Meeting Abstract
P1.158 Saturday, Jan. 4 15:30 Effects of thyroid hormones and glucocorticoids on lung development in metamorphosing Xenopus laevis tadpoles YAO, A*; CLARK, F; TEMKIN, M; SCHREIBER, A.M.; St. Lawrence University, NY; Bard College, NY; St. Lawrence University, NY; St. Lawrence University, NY aschreiber@stlawu.edu
Prior to metamorphosis, the primary respiratory surfaces of X. laevis tadpoles are the skin and gills. Although tadpoles do have functional lungs as early as hatching, their contribution to respiration at this developmental stage is thought to be minor. However, following the abrupt loss of the gills and thickening of the skin during metamorphosis, the lungs rapidly take on a more prominent respiratory role.

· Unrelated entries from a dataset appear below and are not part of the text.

//! Database operations for the fulfillment `PostgreSQL` schema (`store`).
//!
//! ## Tables
//!
//! - `product` - inventory counters (`stock`, `reserved`)
//! - `customer_order` / `order_item` - orders with price/address snapshots
//! - `webhook_event` - idempotency ledger for payment notifications
//! - `cart` / `cart_item` - active carts, cleared on payment confirmation
//!
//! All multi-step mutations run inside explicit transactions; the ledger
//! operations in [`inventory`] take `&mut PgConnection` so the caller
//! decides the transaction boundary.
//!
//! # Migrations
//!
//! Migrations live in `crates/fulfillment/migrations/` and run via:
//! ```bash
//! cargo run -p heron-cli -- migrate
//! ```

pub mod carts;
pub mod inventory;
pub mod orders;
pub mod webhook_events;

use std::time::Duration;

use secrecy::ExposeSecret;
use sqlx::PgPool;
use sqlx::postgres::PgPoolOptions;
use thiserror::Error;

pub use orders::OrderRepository;
pub use webhook_events::EventGate;

/// Errors that can occur during repository operations.
#[derive(Debug, Error)]
pub enum RepositoryError {
    /// Database error from sqlx.
    #[error("database error: {0}")]
    Database(#[from] sqlx::Error),

    /// Data in the database is corrupted or invalid.
    #[error("data corruption: {0}")]
    DataCorruption(String),

    /// Requested entity was not found.
    #[error("not found")]
    NotFound,

    /// Constraint violation (e.g., duplicate order number).
    #[error("constraint violation: {0}")]
    Conflict(String),
}

/// Create a `PostgreSQL` connection pool with sensible defaults.
///
/// # Errors
///
/// Returns `sqlx::Error` if the connection cannot be established.
pub async fn create_pool(database_url: &secrecy::SecretString) -> Result<PgPool, sqlx::Error> {
    PgPoolOptions::new()
        .max_connections(10)
        .min_connections(2)
        .acquire_timeout(Duration::from_secs(10))
        .connect(database_url.expose_secret())
        .await
}

/// Whether an error is a transient transaction conflict worth retrying.
///
/// Covers serialization failures (40001) and deadlocks (40P01). Row locks
/// taken in a consistent order make these rare, but concurrent checkouts
/// against overlapping carts can still lose a race.
#[must_use]
pub fn is_retryable_conflict(err: &sqlx::Error) -> bool {
    err.as_database_error()
        .and_then(sqlx::error::DatabaseError::code)
        .is_some_and(|code| code == "40001" || code == "40P01")
}

/// Whether an error is a unique-constraint violation (23505).
#[must_use]
pub fn is_unique_violation(err: &sqlx::Error) -> bool {
    err.as_database_error()
        .and_then(sqlx::error::DatabaseError::code)
        .is_some_and(|code| code == "23505")
}
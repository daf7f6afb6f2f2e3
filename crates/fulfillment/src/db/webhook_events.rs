//! Webhook idempotency ledger.
//!
//! Payment-provider notifications arrive at least once and possibly out
//! of order. Every event is recorded before any side effect runs; the
//! `processed` flag is flipped inside the same transaction as the order
//! mutation, so an aborted transaction leaves the event retryable and a
//! committed one makes the retry a no-op.

use sqlx::{PgConnection, PgPool};

use super::RepositoryError;

/// The outcome of recording an incoming event.
#[derive(Debug, Clone, Copy, PartialEq, Eq)]
pub enum EventGate {
    /// First sighting of this event id.
    New,
    /// Seen before but never fully processed (a crashed or failed earlier
    /// attempt); safe to process again.
    Retry,
    /// Already applied; the caller must not re-apply any effect.
    AlreadyProcessed,
}

/// Record an event id before processing begins.
///
/// Append-only: an existing row is never modified here, only inspected.
///
/// # Errors
///
/// Returns `RepositoryError::Database` if the query fails.
pub async fn record(
    pool: &PgPool,
    event_id: &str,
    event_type: &str,
) -> Result<EventGate, RepositoryError> {
    let inserted = sqlx::query(
        r"
        INSERT INTO store.webhook_event (event_id, event_type)
        VALUES ($1, $2)
        ON CONFLICT (event_id) DO NOTHING
        ",
    )
    .bind(event_id)
    .bind(event_type)
    .execute(pool)
    .await?
    .rows_affected();

    if inserted == 1 {
        return Ok(EventGate::New);
    }

    let processed: bool =
        sqlx::query_scalar("SELECT processed FROM store.webhook_event WHERE event_id = $1")
            .bind(event_id)
            .fetch_one(pool)
            .await?;

    Ok(if processed {
        EventGate::AlreadyProcessed
    } else {
        EventGate::Retry
    })
}

/// Flip an event to processed within the caller's transaction.
///
/// # Errors
///
/// Returns `RepositoryError::Database` if the query fails.
pub async fn mark_processed(
    conn: &mut PgConnection,
    event_id: &str,
) -> Result<(), RepositoryError> {
    sqlx::query(
        r"
        UPDATE store.webhook_event
        SET processed = TRUE, processed_at = now()
        WHERE event_id = $1
        ",
    )
    .bind(event_id)
    .execute(&mut *conn)
    .await?;

    Ok(())
}
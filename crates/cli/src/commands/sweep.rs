//! Run one expiry sweep pass from the command line.
//!
//! Useful for draining a backlog after downtime, or for operating the
//! sweeper from cron instead of the in-process scheduler.

use std::time::Duration;

use tracing::info;

use heron_fulfillment::config::SweeperConfig;
use heron_fulfillment::db;
use heron_fulfillment::services::sweeper;

/// Run a single sweep and print the report.
///
/// # Errors
///
/// Returns an error if the database URL is missing or the sweep fails
/// before examining any orders.
pub async fn run(timeout_minutes: u64, cancel: bool) -> Result<(), Box<dyn std::error::Error>> {
    let database_url = super::database_url()?;
    let pool = db::create_pool(&database_url).await?;

    let config = SweeperConfig {
        reservation_timeout: Duration::from_secs(timeout_minutes * 60),
        // One-shot run, the interval is unused.
        interval: Duration::from_secs(0),
        expire_to_cancelled: cancel,
    };

    let report = sweeper::run_sweep(&pool, &config).await?;

    info!("Sweep complete!");
    info!("  Orders examined: {}", report.examined);
    info!("  Reservations released: {}", report.released);
    info!("  Orders cancelled: {}", report.cancelled);
    info!("  Failures: {}", report.failed);

    Ok(())
}
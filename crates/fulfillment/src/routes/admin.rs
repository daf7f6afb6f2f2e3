//! Operator-only endpoints.

use axum::Json;
use axum::extract::State;
use axum::http::HeaderMap;
use axum::http::header::AUTHORIZATION;
use secrecy::{ExposeSecret, SecretString};

use crate::error::{AppError, Result};
use crate::services::sweeper::{self, SweepReport};
use crate::state::AppState;

/// `POST /admin/sweep` - run an expiry sweep on demand.
///
/// Guarded by the operator bearer token; the scheduled sweeper does not
/// go through this endpoint.
pub async fn sweep(
    State(state): State<AppState>,
    headers: HeaderMap,
) -> Result<Json<SweepReport>> {
    authorize_operator(state.config().operator_token.as_ref(), &headers)?;

    let report = sweeper::run_sweep(state.pool(), &state.config().sweeper)
        .await
        .map_err(AppError::Database)?;

    Ok(Json(report))
}

fn authorize_operator(expected: Option<&SecretString>, headers: &HeaderMap) -> Result<()> {
    let Some(expected) = expected else {
        return Err(AppError::Unauthorized(
            "no operator token configured".to_owned(),
        ));
    };

    let presented = headers
        .get(AUTHORIZATION)
        .and_then(|value| value.to_str().ok())
        .and_then(|value| value.strip_prefix("Bearer "));

    match presented {
        Some(token) if constant_time_compare(token, expected.expose_secret()) => Ok(()),
        _ => Err(AppError::Unauthorized("invalid operator token".to_owned())),
    }
}

/// Compare the presented token against the configured one in constant
/// time, so response timing reveals nothing about matching prefixes.
fn constant_time_compare(a: &str, b: &str) -> bool {
    if a.len() != b.len() {
        return false;
    }

    a.bytes()
        .zip(b.bytes())
        .fold(0u8, |acc, (x, y)| acc | (x ^ y))
        == 0
}
//! Product inventory model.

use chrono::{DateTime, Utc};
use heron_core::{Money, ProductId};
use serde::Serialize;

/// A sellable product with its inventory counters.
///
/// `stock` is the total sellable units; `reserved` is the portion held by
/// unconfirmed orders. The ledger invariant `0 <= reserved <= stock` is
/// enforced by every mutation and backed by a database CHECK constraint.
/// `stock` only drops when a reservation converts into a confirmed sale.
#[derive(Debug, Clone, Serialize)]
pub struct Product {
    pub id: ProductId,
    pub name: String,
    /// Unit price in minor currency units, the only price checkout trusts.
    pub price: Money,
    pub stock: i32,
    pub reserved: i32,
    pub is_active: bool,
    pub created_at: DateTime<Utc>,
    pub updated_at: DateTime<Utc>,
}

impl Product {
    /// Units offerable to new reservations.
    #[must_use]
    pub const fn available(&self) -> i32 {
        self.stock - self.reserved
    }
}

#[cfg(test)]
mod tests {
    use super::*;

    fn product(stock: i32, reserved: i32) -> Product {
        Product {
            id: ProductId::new(1),
            name: "Canvas Tote".to_owned(),
            price: Money::from_minor(2400),
            stock,
            reserved,
            is_active: true,
            created_at: Utc::now(),
            updated_at: Utc::now(),
        }
    }

    #[test]
    fn available_is_stock_minus_reserved() {
        assert_eq!(product(5, 0).available(), 5);
        assert_eq!(product(5, 3).available(), 2);
        assert_eq!(product(4, 4).available(), 0);
    }
}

Thyroid hormone (TH) and glucocorticoids (GC) are known to play important roles in mammalian post-natal lung development, and have also been shown to work synergistically to mediate most, if not all, aspects of amphibian metamorphosis. In order to determine the influence of these hormones on metamorphic lung development, pro-metamorphic tadpoles (Nieuwkoop-Faber stage 54) were treated with TH (5nM T3) or dexamethasone (DEX, 2 uM), either separately or in combination, for 4 days. Lung cross-sections were then examined using hematoxylin-eosin histology, and immunohistochemically using an antibody against epithelial cadherin, and the actin-specific label, phalloidin. The appearance of e-cadherin-containing cells did not vary among treatments. However, compared with either untreated or DEX-treated tadpoles, the lung walls of tadpoles treated with TH-alone had significantly thicker cross-sections, more pronounced blood vessels, and a much higher proportion of actin-rich cells. Interestingly, DEX+TH lungs contained more actin than untreated or DEX-treated lungs, but less compared with TH-alone. These findings suggest that these two hormones exert different effects on lung development, with TH promoting the growth and/or proliferation of actin-containing cells in the lung, and GC inhibiting actin-containing cell development.